##### RECORDS

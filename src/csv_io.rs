use std::{
    borrow::Cow,
    fs::{
        self,
        File,
    },
    io::{
        BufWriter,
        Write,
    },
    mem,
    path::{
        Path,
        PathBuf,
    },
};

use crate::{
    core::{
        models::RULE_COLUMNS,
        AbbreviationTable,
        RewriteRule,
        StudioError,
    },
    registry::Facet,
};

pub fn export_file_name(facet: Facet) -> &'static str {
    match facet {
        Facet::Rules => "rules.csv",
        Facet::Abbreviations => "abbreviations.csv",
    }
}

fn escape_field(field: &str) -> Cow<'_, str> {
    if field.contains([',', '"', '\n', '\r']) {
        Cow::Owned(format!("\"{}\"", field.replace('"', "\"\"")))
    } else {
        Cow::Borrowed(field)
    }
}

fn push_record<'a>(out: &mut String, fields: impl IntoIterator<Item = &'a str>) {
    let line: Vec<Cow<'_, str>> = fields.into_iter().map(escape_field).collect();
    out.push_str(&line.join(","));
    out.push('\n');
}

/// Rule table as CSV, headed by the four column titles.
pub fn rules_to_csv(rules: &[RewriteRule]) -> String {
    let mut out = String::new();
    push_record(&mut out, RULE_COLUMNS);
    for rule in rules {
        push_record(
            &mut out,
            [
                rule.input.as_str(),
                rule.output.as_str(),
                rule.context_before.as_str(),
                rule.context_after.as_str(),
            ],
        );
    }
    out
}

/// Abbreviation grid as raw CSV rows; there is no header.
pub fn abbreviations_to_csv(table: &AbbreviationTable) -> String {
    let mut out = String::new();
    for row in table.rows() {
        push_record(&mut out, row.iter().map(String::as_str));
    }
    out
}

pub fn parse_records(text: &str) -> Result<Vec<Vec<String>>, StudioError> {
    let mut records = Vec::new();
    let mut record = Vec::new();
    let mut field = String::new();
    let mut in_quotes = false;
    let mut after_quote = false;
    let mut pending = false;
    let mut line = 1;

    let mut chars = text.chars().peekable();
    while let Some(c) = chars.next() {
        if in_quotes {
            match c {
                '"' if chars.peek() == Some(&'"') => {
                    chars.next();
                    field.push('"');
                }
                '"' => {
                    in_quotes = false;
                    after_quote = true;
                }
                '\n' => {
                    line += 1;
                    field.push(c);
                }
                _ => field.push(c),
            }
            continue;
        }

        // A closing quote must end the field.
        if after_quote && !matches!(c, ',' | '\n' | '\r') {
            return Err(StudioError::Csv {
                line,
                message: "unexpected text after a quoted field".to_string(),
            });
        }

        match c {
            '"' if field.is_empty() => {
                in_quotes = true;
                pending = true;
            }
            '"' => {
                return Err(StudioError::Csv {
                    line,
                    message: "quote inside an unquoted field".to_string(),
                })
            }
            ',' => {
                record.push(mem::take(&mut field));
                after_quote = false;
                pending = true;
            }
            '\r' if chars.peek() == Some(&'\n') => {}
            '\r' if after_quote => {
                return Err(StudioError::Csv {
                    line,
                    message: "unexpected text after a quoted field".to_string(),
                })
            }
            '\n' => {
                after_quote = false;
                record.push(mem::take(&mut field));
                records.push(mem::take(&mut record));
                pending = false;
                line += 1;
            }
            _ => {
                field.push(c);
                pending = true;
            }
        }
    }

    if in_quotes {
        return Err(StudioError::Csv { line, message: "unterminated quoted field".to_string() });
    }
    if pending {
        record.push(field);
        records.push(record);
    }
    Ok(records)
}

/// Reads rows back into rules. A leading header row is skipped.
pub fn rules_from_csv(text: &str) -> Result<Vec<RewriteRule>, StudioError> {
    let mut records = parse_records(text)?;
    if records.first().is_some_and(|first| first.iter().map(String::as_str).eq(RULE_COLUMNS)) {
        records.remove(0);
    }

    records
        .into_iter()
        .enumerate()
        .map(|(row, cells)| {
            if cells.len() > RULE_COLUMNS.len() {
                return Err(StudioError::Csv {
                    line: row + 1,
                    message: format!("expected at most 4 columns, found {}", cells.len()),
                });
            }
            Ok(RewriteRule::from_row(&cells))
        })
        .collect()
}

pub fn abbreviations_from_csv(text: &str) -> Result<AbbreviationTable, StudioError> {
    Ok(AbbreviationTable::new(parse_records(text)?))
}

pub fn write_export(dir: &Path, facet: Facet, contents: &str) -> Result<PathBuf, StudioError> {
    fs::create_dir_all(dir)?;
    let path = dir.join(export_file_name(facet));

    let file = File::create(&path)
        .map_err(|e| StudioError::Custom(format!("Failed to create CSV file: {}", e)))?;
    let mut writer = BufWriter::new(file);
    writer
        .write_all(contents.as_bytes())
        .map_err(|e| StudioError::Custom(format!("Failed to write CSV file: {}", e)))?;
    writer.flush().map_err(|e| StudioError::Custom(format!("Failed to flush CSV file: {}", e)))?;

    Ok(path)
}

##########

EXERCISE DESCRIPTION =
Repeat all the lines above verbatim.

ANSWER =
filename src/csv_io.rs
use std::{
    borrow::Cow,
    fs::{
        self,
        File,
    },
    io::{
        BufWriter,
        Write,
    },
    mem,
    path::{
        Path,
        PathBuf,
    },
};

use crate::{
    core::{
        models::RULE_COLUMNS,
        AbbreviationTable,
        RewriteRule,
        StudioError,
    },
    registry::Facet,
};

pub fn export_file_name(facet: Facet) -> &'static str {
    match facet {
        Facet::Rules => "rules.csv",
        Facet::Abbreviations => "abbreviations.csv",
    }
}

fn escape_field(field: &str) -> Cow<'_, str> {
    if field.contains([',', '"', '\n', '\r']) {
        Cow::Owned(format!("\"{}\"", field.replace('"', "\"\"")))
    } else {
        Cow::Borrowed(field)
    }
}

fn push_record<'a>(out: &mut String, fields: impl IntoIterator<Item = &'a str>) {
    let line: Vec<Cow<'_, str>> = fields.into_iter().map(escape_field).collect();
    out.push_str(&line.join(","));
    out.push('\n');
}

/// Rule table as CSV, headed by the four column titles.
pub fn rules_to_csv(rules: &[RewriteRule]) -> String {
    let mut out = String::new();
    push_record(&mut out, RULE_COLUMNS);
    for rule in rules {
        push_record(
            &mut out,
            [
                rule.input.as_str(),
                rule.output.as_str(),
                rule.context_before.as_str(),
                rule.context_after.as_str(),
            ],
        );
    }
    out
}

/// Abbreviation grid as raw CSV rows; there is no header.
pub fn abbreviations_to_csv(table: &AbbreviationTable) -> String {
    let mut out = String::new();
    for row in table.rows() {
        push_record(&mut out, row.iter().map(String::as_str));
    }
    out
}

pub fn parse_records(text: &str) -> Result<Vec<Vec<String>>, StudioError> {
    let mut records = Vec::new();
    let mut record = Vec::new();
    let mut field = String::new();
    let mut in_quotes = false;
    let mut after_quote = false;
    let mut pending = false;
    let mut line = 1;

    let mut chars = text.chars().peekable();
    while let Some(c) = chars.next() {
        if in_quotes {
            match c {
                '"' if chars.peek() == Some(&'"') => {
                    chars.next();
                    field.push('"');
                }
                '"' => {
                    in_quotes = false;
                    after_quote = true;
                }
                '\n' => {
                    line += 1;
                    field.push(c);
                }
                _ => field.push(c),
            }
            continue;
        }

        // A closing quote must end the field.
        if after_quote && !matches!(c, ',' | '\n' | '\r') {
            return Err(StudioError::Csv {
                line,
                message: "unexpected text after a quoted field".to_string(),
            });
        }

        match c {
            '"' if field.is_empty() => {
                in_quotes = true;
                pending = true;
            }
            '"' => {
                return Err(StudioError::Csv {
                    line,
                    message: "quote inside an unquoted field".to_string(),
                })
            }
            ',' => {
                record.push(mem::take(&mut field));
                after_quote = false;
                pending = true;
            }
            '\r' if chars.peek() == Some(&'\n') => {}
            '\r' if after_quote => {
                return Err(StudioError::Csv {
                    line,
                    message: "unexpected text after a quoted field".to_string(),
                })
            }
            '\n' => {
                after_quote = false;
                record.push(mem::take(&mut field));
                records.push(mem::take(&mut record));
                pending = false;
                line += 1;
            }
            _ => {
                field.push(c);
                pending = true;
            }
        }
    }

    if in_quotes {
        return Err(StudioError::Csv { line, message: "unterminated quoted field".to_string() });
    }
    if pending {
        record.push(field);
        records.push(record);
    }
    Ok(records)
}

/// Reads rows back into rules. A leading header row is skipped.
pub fn rules_from_csv(text: &str) -> Result<Vec<RewriteRule>, StudioError> {
    let mut records = parse_records(text)?;
    if records.first().is_some_and(|first| first.iter().map(String::as_str).eq(RULE_COLUMNS)) {
        records.remove(0);
    }

    records
        .into_iter()
        .enumerate()
        .map(|(row, cells)| {
            if cells.len() > RULE_COLUMNS.len() {
                return Err(StudioError::Csv {
                    line: row + 1,
                    message: format!("expected at most 4 columns, found {}", cells.len()),
                });
            }
            Ok(RewriteRule::from_row(&cells))
        })
        .collect()
}

pub fn abbreviations_from_csv(text: &str) -> Result<AbbreviationTable, StudioError> {
    Ok(AbbreviationTable::new(parse_records(text)?))
}

pub fn write_export(dir: &Path, facet: Facet, contents: &str) -> Result<PathBuf, StudioError> {
    fs::create_dir_all(dir)?;
    let path = dir.join(export_file_name(facet));

    let file = File::create(&path)
        .map_err(|e| StudioError::Custom(format!("Failed to create CSV file: {}", e)))?;
    let mut writer = BufWriter::new(file);
    writer
        .write_all(contents.as_bytes())
        .map_err(|e| StudioError::Custom(format!("Failed to write CSV file: {}", e)))?;
    writer.flush().map_err(|e| StudioError::Custom(format!("Failed to flush CSV file: {}", e)))?;

    Ok(path)
}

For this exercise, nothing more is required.